A TEENAGER who braved a swim in open water in support of brain-tumour blogger Anna Swabey will be recognised at Westminster.

Jake Mendelsohn, of Newton Aycliffe, was only 13 when he embarked on the Great North Swim in Windermere to raise £500 for the Brain Tumour Research Campaign.

The Sedgefield Water Polo Club player decided to take on the half-mile challenge following the devastating terminal diagnosis of family-friend Miss Swabey, who died last September.

Now, thanks to a nomination by Miss Swabey’s mother, Linda, and sister, Victoria Cartwright, Jake will receive a British Citizen Youth Award.

His mother, Ally Mendelsohn, said: “He was very surprised as he didn’t know he had been nominated. He’s very proud and excited to go to the presentation.

“Jake wants to do more for the brain tumour research because it’s so under-funded. It affects a lot of people so anything to raise the profile of it is great.”

Inspired by Miss Swabey’s determination to help others in the face of adversity - by launching a campaign to promote awareness of the disease and raise £100,000 for research - the youngster completed the swim in June last year, in about 15 minutes.
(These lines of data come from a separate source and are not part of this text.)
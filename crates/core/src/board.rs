//! Board module - manages the game grid
//!
//! The board is a square grid where each cell is empty or holds one ball.
//! Uses flat row-major storage (`row * size + col`).
//! Coordinates: `Pos { row, col }`, row 0 at the top, col 0 on the left.

use arrayvec::ArrayVec;

use crate::error::{LinesError, Result};
use crate::types::{Ball, Cell, Direction, Pos};

/// The game board - `size x size` cells in flat storage
#[derive(Debug, Clone, PartialEq, Eq)]
pub struct Board {
    size: u8,
    /// Flat array of cells, row-major order (row * size + col)
    cells: Vec<Cell>,
}

impl Board {
    /// Create a new empty board
    pub fn new(size: u8) -> Self {
        let len = size as usize * size as usize;
        Self {
            size,
            cells: vec![None; len],
        }
    }

    /// Build a board from rows of color indices (`None` = empty).
    ///
    /// Every row must have as many entries as there are rows.
    pub fn from_rows(rows: &[Vec<Option<u8>>]) -> Result<Self> {
        let size = u8::try_from(rows.len())
            .map_err(|_| LinesError::InvalidConfig(format!("{} rows is too many", rows.len())))?;
        let mut board = Board::new(size);
        for (r, row) in rows.iter().enumerate() {
            if row.len() != rows.len() {
                return Err(LinesError::InvalidConfig(format!(
                    "row {} has {} cells, expected {}",
                    r,
                    row.len(),
                    rows.len()
                )));
            }
            for (c, color) in row.iter().enumerate() {
                if let Some(color) = color {
                    board.place(Pos::new(r as u8, c as u8), Ball::new(*color))?;
                }
            }
        }
        Ok(board)
    }

    /// Side length of the board
    pub fn size(&self) -> u8 {
        self.size
    }

    /// Number of cells on the board
    pub fn cell_count(&self) -> usize {
        self.cells.len()
    }

    #[inline(always)]
    fn index(&self, pos: Pos) -> Option<usize> {
        if pos.row >= self.size || pos.col >= self.size {
            return None;
        }
        Some(pos.row as usize * self.size as usize + pos.col as usize)
    }

    fn checked_index(&self, pos: Pos) -> Result<usize> {
        self.index(pos).ok_or(LinesError::OutOfBounds {
            row: pos.row,
            col: pos.col,
            size: self.size,
        })
    }

    fn pos_at(&self, idx: usize) -> Pos {
        let size = self.size as usize;
        Pos::new((idx / size) as u8, (idx % size) as u8)
    }

    /// Check that a position lies on the board
    pub fn contains(&self, pos: Pos) -> bool {
        self.index(pos).is_some()
    }

    /// Fail with `OutOfBounds` unless `pos` lies on the board
    pub fn check_bounds(&self, pos: Pos) -> Result<()> {
        self.checked_index(pos).map(|_| ())
    }

    /// Get the occupant at `pos`
    pub fn get(&self, pos: Pos) -> Result<Cell> {
        let idx = self.checked_index(pos)?;
        Ok(self.cells[idx])
    }

    /// Put a ball on an empty cell
    pub fn place(&mut self, pos: Pos, ball: Ball) -> Result<()> {
        let idx = self.checked_index(pos)?;
        if self.cells[idx].is_some() {
            return Err(LinesError::CellOccupied {
                row: pos.row,
                col: pos.col,
            });
        }
        self.cells[idx] = Some(ball);
        Ok(())
    }

    /// Empty a cell, returning what was there
    pub fn clear(&mut self, pos: Pos) -> Result<Cell> {
        let idx = self.checked_index(pos)?;
        Ok(self.cells[idx].take())
    }

    /// Empty every listed cell; returns how many balls were removed.
    /// Positions off the board are skipped.
    pub fn clear_cells(&mut self, positions: &[Pos]) -> usize {
        let mut removed = 0;
        for &pos in positions {
            if let Some(idx) = self.index(pos) {
                if self.cells[idx].take().is_some() {
                    removed += 1;
                }
            }
        }
        removed
    }

    /// Move the ball at `from` onto the empty cell `to`
    pub fn move_ball(&mut self, from: Pos, to: Pos) -> Result<Ball> {
        let src = self.checked_index(from)?;
        let dst = self.checked_index(to)?;
        if self.cells[dst].is_some() {
            return Err(LinesError::CellOccupied {
                row: to.row,
                col: to.col,
            });
        }
        let ball = self.cells[src].take().ok_or(LinesError::CellEmpty {
            row: from.row,
            col: from.col,
        })?;
        self.cells[dst] = Some(ball);
        Ok(ball)
    }

    /// Check if position is empty (within bounds and free)
    pub fn is_empty_at(&self, pos: Pos) -> bool {
        matches!(self.index(pos).map(|i| self.cells[i]), Some(None))
    }

    /// Check if position is occupied (within bounds and holding a ball)
    pub fn is_occupied(&self, pos: Pos) -> bool {
        matches!(self.index(pos).map(|i| self.cells[i]), Some(Some(_)))
    }

    /// In-bounds orthogonal neighbors in the order up, right, down, left
    pub fn neighbors4(&self, pos: Pos) -> ArrayVec<Pos, 4> {
        Direction::ALL
            .iter()
            .filter_map(|&dir| pos.step(dir, self.size))
            .collect()
    }

    /// All positions in row-major order.
    ///
    /// The iterator is lazy and cheap to clone; call again to restart.
    pub fn positions(&self) -> Positions {
        Positions {
            size: self.size,
            next: 0,
            end: self.cells.len(),
        }
    }

    /// Positions of all empty cells in row-major order
    pub fn empty_positions(&self) -> Vec<Pos> {
        self.cells
            .iter()
            .enumerate()
            .filter(|(_, cell)| cell.is_none())
            .map(|(idx, _)| self.pos_at(idx))
            .collect()
    }

    pub fn empty_count(&self) -> usize {
        self.cells.iter().filter(|cell| cell.is_none()).count()
    }

    pub fn ball_count(&self) -> usize {
        self.cells.len() - self.empty_count()
    }

    pub fn has_empty_cell(&self) -> bool {
        self.cells.iter().any(|cell| cell.is_none())
    }

    pub fn is_full(&self) -> bool {
        !self.has_empty_cell()
    }

    /// Get a reference to the internal cells array
    pub fn cells(&self) -> &[Cell] {
        &self.cells
    }

    /// Clear the entire board
    pub fn clear_all(&mut self) {
        self.cells.fill(None);
    }

    /// Rows of color indices, the inverse of [`Board::from_rows`]
    pub fn to_rows(&self) -> Vec<Vec<Option<u8>>> {
        self.cells
            .chunks(self.size.max(1) as usize)
            .map(|row| row.iter().map(|cell| cell.map(Ball::color)).collect())
            .collect()
    }
}

/// Row-major iterator over the positions of a board
#[derive(Debug, Clone)]
pub struct Positions {
    size: u8,
    next: usize,
    end: usize,
}

impl Iterator for Positions {
    type Item = Pos;

    fn next(&mut self) -> Option<Pos> {
        if self.next >= self.end {
            return None;
        }
        let size = self.size as usize;
        let pos = Pos::new((self.next / size) as u8, (self.next % size) as u8);
        self.next += 1;
        Some(pos)
    }

    fn size_hint(&self) -> (usize, Option<usize>) {
        let left = self.end - self.next;
        (left, Some(left))
    }
}

impl ExactSizeIterator for Positions {}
Mrs Mendelsohn added: “He had never done any open swimming before so had practised in lakes beforehand. As a water polo player he’s a strong swimmer, but it was a completely different challenge. He really enjoyed it and wants to do it next year.”

Jake, who hopes for a career in water polo, was also spurred on to do charitable work after as an eight-year-old he accompanied grandfather Peter Beattie to collect his MBE from Westminster, London.

The 14-year-old will be handed his medal by dance group Diversity’s Ashley Banjo at a ceremony there on Thursday, October 19.

Last year, 20 inspirational young people were named British Youth Citizens.

Miss Swabey attracted national attention following her diagnosis at the age of 23 with a blog called Inside My Head and a fund she started has raised almost £120,000.